Boys Don't Cry
Page 7
Ma got up then, paced the room, kept her back to me, but I knew by the shake in her shoulders that she was crying. Caroline took out a packet of tissues from her desk, went over to Ma and handed her one.
‘What’s the success rate, Doctor?’ she asked, whispered to her, in case I’d hear.
‘Once we get the treatment plan together, Mrs O’Reilly, Finn’s team will sit down with you and go through everything. Today is a shock, I know that. But please make sure to bring your questions. Both of you. As many as you want.’
Ma’s shoulders continued to shake, Caroline still at her side, and I just sat there, too afraid to move, to give her a hug, or kiss her cheek, in case I gave her the cancer too.
Joe
I put the key in the latch, and heave my shoulder against the weight of the door, the heat swelling it, making it impossible to sneak the announcement of my arrival. I needn’t have worried; Ma is already up, and dressed, and leaning against the counter eating toast.
‘Good party so, yeah,’ she says, giving a knowing smile.
‘Ah all right, Ma,’ I say, reaching behind her to put the kettle on.
‘It’s good to see ya starting to enjoy yourself again, love,’ and she puts her hand on my back.
‘Do you want one?’ I say, taking a mug down from the press, the faded Crunchie one that Da always used.
‘Ah no, love, you’re grand, had a coffee earlier.’ She is looking grand too, the best I’ve seen her in a while in fairness, and it’s nice to see even a sliver of Ma creeping back through the cracks again. Taking my mind off my own.
‘I’m going back into work later,’ she says, ‘just part-time, told Pat I’d only do the day shift mind, till I’m back on me feet right like.’ She caresses her left elbow with the palm of her right, her free hand scratching at her neck.
‘That’s great, Ma, really great,’ I look properly at her now, ‘but I would’ve loved to have seen the face on Pat and you telling him that.’
She starts laughing then. ‘Ah sure Pat’s all mouth, told me it would be full-time or nothing, I told him I’ll start back to three days a week, and I’d see him tomorrow.’
Then I start laughing too. ‘Sure you’ll be back to running the place in no time, Ma.’
‘More like putting manners on the lot of them, love.’ She ruffles the top of my head, like she used to, like she used to do to Finn, and I turn to pour the water into my mug, watch as the teabag brews.
‘I was in to see your Da yesterday—’
‘Ma. Don’t.’
‘He misses you, Joe.’ I bring my tea to the couch, not wanting this chat again, not wanting to fight with Ma, not today, when she is finally pulling the pieces back together.

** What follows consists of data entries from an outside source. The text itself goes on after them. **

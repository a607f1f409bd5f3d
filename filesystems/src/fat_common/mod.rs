// Common FAT building blocks shared by FAT12, FAT16 and FAT32
// Pure decoding over byte buffers; no device access happens here

pub mod constants;
pub mod boot_sector;
pub mod layout;
pub mod fat_table;
pub mod long_names;
pub mod directory;
pub mod timestamps;

pub use boot_sector::{BootSector, FatWidth, HeaderAnomaly};
pub use directory::{attributes, classify_record, short_name_display, DirectoryEntry, RecordKind};
pub use fat_table::{decode_entry, encode_entry, ClusterRef};
pub use layout::{FatEntryPosition, VolumeLayout};
pub use long_names::LongNameAccumulator;
pub use timestamps::FatTimestamp;
impl<D: SectorDevice> FatVolume<D> {
    /// Opens a session that reports diagnostics through the `log` facade.
    pub fn open(device: D, options: VolumeOptions) -> Result<Self, SalvageError> {
        Self::open_with_sink(device, options, Box::new(LogSink))
    }

    pub fn open_with_sink(
        mut device: D,
        options: VolumeOptions,
        mut sink: Box<dyn DiagnosticSink>,
    ) -> Result<Self, SalvageError> {
        let geometry = device.geometry();
        if geometry.bytes_per_sector == 0 {
            return Err(SalvageError::Geometry("device reports 0 bytes per sector".to_string()));
        }

        let boot_count = (BOOT_READ_BYTES + geometry.bytes_per_sector - 1) / geometry.bytes_per_sector;
        let boot_data = device
            .read_sectors(0, boot_count)
            .map_err(|e| SalvageError::InvalidBootSector(format!("unable to read sector 0: {}", e)))?;
        let boot = BootSector::parse(&boot_data)?;
        let layout = VolumeLayout::from_boot_sector(&boot);

        let anomalies = boot.anomalies(geometry.bytes_per_sector);
        let strangeness = anomalies.len() as u32;
        for anomaly in anomalies {
            sink.emit(Diagnostic::HeaderAnomaly(anomaly));
        }

        info!(
            "{} volume: {} clusters of {} bytes, FAT at sector {}, data at sector {}",
            layout.width,
            layout.total_clusters,
            layout.bytes_per_cluster(),
            layout.fat_start,
            layout.data_start
        );

        let mut volume = Self {
            device,
            boot,
            layout,
            options,
            strangeness,
            device_bps: geometry.bytes_per_sector,
            cache: None,
            free_space: None,
            sink,
        };

        if volume.options.cache_enabled {
            volume.enable_cache();
        }

        Ok(volume)
    }

    pub fn layout(&self) -> &VolumeLayout {
        &self.layout
    }

    pub fn boot_sector(&self) -> &BootSector {
        &self.boot
    }

    pub fn options(&self) -> &VolumeOptions {
        &self.options
    }

    /// Number of header plausibility warnings raised at open time.
    pub fn strangeness(&self) -> u32 {
        self.strangeness
    }

    pub fn device(&self) -> &D {
        &self.device
    }

    /// Closes the session and hands the device back.
    pub fn into_device(self) -> D {
        self.device
    }

    /// Synthetic entry for the root directory.
    pub fn root_entry(&self) -> DirectoryEntry {
        DirectoryEntry::root(self.layout.root_cluster)
    }

    pub fn info(&mut self) -> VolumeInfo {
        let free_space = self.compute_free_space();
        let layout = &self.layout;
        let fixed_root = layout.has_fixed_root();

        VolumeInfo {
            fs_type: self.boot.fs_type.clone(),
            width: layout.width,
            oem_name: self.boot.oem_name.clone(),
            volume_label: self.boot.volume_label.clone(),
            total_sectors: layout.total_sectors,
            total_clusters: layout.total_clusters,
            data_size: layout.data_size(),
            disk_size: layout.disk_size(),
            bytes_per_sector: layout.bytes_per_sector,
            sectors_per_cluster: layout.sectors_per_cluster,
            bytes_per_cluster: layout.bytes_per_cluster(),
            reserved_sectors: layout.reserved_sectors,
            root_entries: fixed_root.then_some(layout.root_entries),
            root_sectors: fixed_root.then_some(layout.root_sectors),
            sectors_per_fat: layout.sectors_per_fat,
            fat_size: layout.fat_size_bytes(),
            fat1_start: layout.fat_copy_start(0),
            fat2_start: layout.fat_copy_start(1),
            data_start: layout.data_start,
            root_cluster: layout.root_cluster,
            strangeness: self.strangeness,
            free_space,
        }
    }

    pub(crate) fn emit(&mut self, diagnostic: Diagnostic) {
        self.sink.emit(diagnostic);
    }

    /// Maps `count` volume sectors at `lba` onto the device's own sectors.
    fn device_span(&self, lba: u64, count: u32) -> DeviceSpan {
        let volume_bps = self.layout.bytes_per_sector as u64;
        let device_bps = self.device_bps as u64;
        let start = lba * volume_bps;
        let len = count as u64 * volume_bps;
        let first = start / device_bps;
        let end = (start + len + device_bps - 1) / device_bps;

        DeviceSpan {
            lba: first,
            count: (end - first) as u32,
            skip: (start - first * device_bps) as usize,
            len: len as usize,
        }
    }

    /// Reads volume sectors (header-sized) whatever the device sector size.
    pub(crate) fn read_volume_sectors(&mut self, lba: u64, count: u32) -> Result<Vec<u8>, SalvageError> {
        let span = self.device_span(lba, count);
        let data = self.device.read_sectors(span.lba, span.count)?;
        if span.skip == 0 && data.len() == span.len {
            return Ok(data);
        }

        data.get(span.skip..span.skip + span.len)
            .map(<[u8]>::to_vec)
            .ok_or_else(|| SalvageError::Other(format!("Short read at sector {}: {} bytes", lba, data.len())))
    }

    /// Best-effort read: failures are reported and yield zeroed sectors.
    pub(crate) fn read_sectors(&mut self, lba: u64, count: u32) -> Vec<u8> {
        if lba + count as u64 > self.layout.total_sectors {
            self.emit(Diagnostic::ReadOutsideVolume {
                lba,
                total_sectors: self.layout.total_sectors,
            });
        }

        match self.read_volume_sectors(lba, count) {
            Ok(data) => data,
            Err(e) => {
                self.emit(Diagnostic::ReadFailed { lba, count, reason: e.to_string() });
                vec![0u8; count as usize * self.layout.bytes_per_sector as usize]
            }
        }
    }

    /// Writes volume sectors. Partial device sectors are read back and
    /// patched first.
    pub(crate) fn write_sectors(&mut self, lba: u64, data: &[u8], count: u32) -> Result<usize, SalvageError> {
        if !self.options.write_enabled {
            return Err(SalvageError::WriteDisabled);
        }

        let span = self.device_span(lba, count);
        let payload = data.get(..span.len).ok_or_else(|| {
            SalvageError::Other(format!("Write buffer holds {} bytes, {} sectors need {}", data.len(), count, span.len))
        })?;
        debug!("Writing {} sector(s) at {}", count, lba);

        if span.skip == 0 && span.len % self.device_bps as usize == 0 {
            self.device.write_sectors(span.lba, payload, span.count)?;
        } else {
            let mut buffer = self.device.read_sectors(span.lba, span.count)?;
            buffer
                .get_mut(span.skip..span.skip + span.len)
                .ok_or_else(|| SalvageError::Other(format!("Short read at sector {}", lba)))?
                .copy_from_slice(payload);
            self.device.write_sectors(span.lba, &buffer, span.count)?;
        }

        Ok(span.len)
    }

    /// Reads every sector of a data cluster.
    pub(crate) fn read_cluster(&mut self, cluster: u32) -> Vec<u8> {
        let sector = self.layout.cluster_sector(cluster);
        self.read_sectors(sector, self.layout.sectors_per_cluster)
    }
}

‘He asked me to give you this.’ She takes an envelope from the top drawer, the one where she keeps the swarming bills, all jammed in, hardly able to keep it shut.
‘He wants to see you, Joe, wants you to come in to visit.’ She lays the envelope on the arm of the couch, places her palm lightly on my forearm, takes it away just as quick, leaving the breath of her imprint on me.
‘I’ll see ya later, OK,’ she says as she’s putting on her jacket, grabbing her bag from the table, leaning over to give the top of my head a kiss.
‘Read it, love,’ and she’s out the door. She can easily forgive and forget, think that it’s OK that he abandoned us to all this.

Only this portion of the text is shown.